Коверзнев достал серебряный карандашик на цепочке, с ластиком на конце, и блокнот. Вывинчивая грифелёк и пряча его обратно, он наблюдал за тем, как Нина одевается.
Когда они ушли, он устало лёг на песок и засунул свои писательские принадлежности обратно в куртку; швырнув её на груду белья, он сшиб свою шляпу из морской мочалки, и, подхваченная ветром, она медленно покатилась к воде. Он смотрел на неё. Можно было десять раз её догнать, но он не пошевелил и пальцем. Шляпа улеглась плашмя у самой воды, словно маня его, но он усмехнулся ей, как живому существу. Тогда волна подхватила её, подняла на свой гребень и швырнула в море…
Волны тихо играли ею…
Куда ему идти? Где найти друга? Иван Татауров. его не устраивал… Оставался один Никита. Этот не по возрасту умён и серьёзен, и у него будущее.
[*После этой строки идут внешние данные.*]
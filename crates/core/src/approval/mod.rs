//! Expense approval routing.
//!
//! This module implements the approval routing engine: policy resolution,
//! the expense state machine and the append-only history ledger.
//!
//! # Modules
//!
//! - `types` - Status, action, rule-type and role enums
//! - `model` - Expense, user, flow, rule and history records
//! - `directory` - User lookup and manager-hierarchy checks
//! - `resolver` - Flow/rule selection by amount band
//! - `ledger` - Append-only approval history
//! - `engine` - Submit, approve, reject and override transitions
//! - `validation` - Input checks for expenses, flows, rules and users

pub mod directory;
pub mod engine;
pub mod error;
pub mod ledger;
pub mod model;
pub mod resolver;
pub mod types;
pub mod validation;

#[cfg(test)]
mod engine_props;
#[cfg(test)]
mod fixtures;
#[cfg(test)]
mod tests;

pub use directory::UserDirectory;
pub use engine::{ApprovalEngine, RoutingOutcome, Transition};
pub use error::ApprovalError;
pub use ledger::HistoryLedger;
pub use model::{Actor, ApprovalFlow, ApprovalRule, ApprovalStep, Company, Expense, HistoryEntry, User};
pub use resolver::{PolicyMatch, PolicySet};
pub use types::{ApprovalDecision, ExpenseStatus, HistoryAction, RuleType, UserRole};
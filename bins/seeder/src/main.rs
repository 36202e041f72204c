//! Demo data seeder for Reimburse development.
//!
//! Creates a company with an admin, a manager, a finance approver and two
//! employees, one two-step approval flow and one percentage rule, then prints
//! a bearer token for every seeded user. Each run seeds a fresh company.
//!
//! Usage: cargo run --bin seeder

use anyhow::Context;
use reimburse_core::approval::validation::{FlowInput, RuleInput, StepInput};
use reimburse_core::approval::{RuleType, User, UserRole};
use reimburse_db::repositories::{CreateCompanyInput, CreateUserInput};
use reimburse_db::{
    ApprovalFlowRepository, ApprovalRuleRepository, CompanyRepository, UserRepository,
};
use reimburse_shared::types::{CurrencyCode, UserId};
use reimburse_shared::{AppConfig, JwtConfig, JwtService};
use rust_decimal::Decimal;
use sea_orm::DatabaseConnection;
use uuid::Uuid;

#[tokio::main]
async fn main() -> anyhow::Result<()> {
    dotenvy::dotenv().ok();

    let config = AppConfig::load().context("Failed to load configuration")?;

    println!("Connecting to database...");
    let db = reimburse_db::connect(&config.database.url)
        .await
        .context("Failed to connect to database")?;

    println!("Seeding company...");
    let company = CompanyRepository::new(db.clone())
        .create(CreateCompanyInput {
            name: "Acme Travel Co".to_string(),
            currency: CurrencyCode::USD,
            country: "United States".to_string(),
        })
        .await?;
    let company_id = company.id.into_inner();

    println!("Seeding users...");
    let users = seed_users(&db, company_id).await?;

    println!("Seeding approval policies...");
    seed_policies(&db, company_id, &users).await?;

    let jwt = JwtService::new(JwtConfig {
        secret: config.jwt.secret.clone(),
        #[allow(clippy::cast_possible_wrap)]
        access_token_expires_minutes: (config.jwt.access_token_expiry_secs / 60) as i64,
    });

    println!("Seeding complete! Company {company_id}");
    for user in [&users.admin, &users.manager, &users.finance, &users.alice, &users.bob] {
        let token = jwt.generate_access_token(
            user.id.into_inner(),
            company_id,
            user.role.as_str(),
        )?;
        println!("  {:<9} {:<28} {token}", user.role.as_str(), user.email);
    }

    Ok(())
}

struct SeededUsers {
    admin: User,
    manager: User,
    finance: User,
    alice: User,
    bob: User,
}

async fn seed_users(db: &DatabaseConnection, company_id: Uuid) -> anyhow::Result<SeededUsers> {
    let repo = UserRepository::new(db.clone());
    let create = |name: &str, email: &str, role, manager_id: Option<UserId>, flag| CreateUserInput {
        name: name.to_string(),
        email: email.to_string(),
        role,
        manager_id,
        is_manager_approver: flag,
    };

    let admin = repo
        .create(company_id, create("Ada Admin", "admin@acme.test", UserRole::Admin, None, false))
        .await?;
    let manager = repo
        .create(
            company_id,
            create("Mona Manager", "manager@acme.test", UserRole::Manager, None, true),
        )
        .await?;
    let finance = repo
        .create(
            company_id,
            create("Fin Ance", "finance@acme.test", UserRole::Manager, None, false),
        )
        .await?;
    let alice = repo
        .create(
            company_id,
            create("Alice Employee", "alice@acme.test", UserRole::Employee, Some(manager.id), false),
        )
        .await?;
    let bob = repo
        .create(
            company_id,
            create("Bob Employee", "bob@acme.test", UserRole::Employee, Some(manager.id), false),
        )
        .await?;

    Ok(SeededUsers {
        admin,
        manager,
        finance,
        alice,
        bob,
    })
}

async fn seed_policies(
    db: &DatabaseConnection,
    company_id: Uuid,
    users: &SeededUsers,
) -> anyhow::Result<()> {
    let flow = ApprovalFlowRepository::new(db.clone())
        .create(
            company_id,
            &FlowInput {
                name: "Large expenses".to_string(),
                steps: vec![
                    StepInput {
                        name: "Manager review".to_string(),
                        approver_id: users.manager.id,
                    },
                    StepInput {
                        name: "Finance review".to_string(),
                        approver_id: users.finance.id,
                    },
                    StepInput {
                        name: "Director sign-off".to_string(),
                        approver_id: users.admin.id,
                    },
                ],
                min_amount: Some(Decimal::from(1000)),
                max_amount: None,
                is_active: Some(true),
            },
        )
        .await?;

    ApprovalRuleRepository::new(db.clone())
        .create(
            company_id,
            &RuleInput {
                name: "Two of three for large expenses".to_string(),
                rule_type: RuleType::Percentage,
                approval_percentage: Some(60),
                specific_approver_id: None,
                min_amount: Some(Decimal::from(1000)),
                max_amount: None,
                is_active: Some(true),
                approval_flow_id: Some(flow.id),
            },
        )
        .await?;

    Ok(())
}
Коверзнев не торопясь оделся, дошёл до Лахты, взял билет до Новой Деревни, сел в поезд… Мысли по–прежнему вертелись вокруг Верзилина. Ясно, что рано или поздно они крупно поссорятся — у Ефима Николаевича лопнет терпение. Нельзя же в самом деле без конца испытывать его добродушие мальчишескими выходками.
В Новой Деревне Коверзнев пересел на трамвай и наконец добрался до Никиты. Он застал парня беседующим со Смуровым, о существовании которого сегодня совсем забыл.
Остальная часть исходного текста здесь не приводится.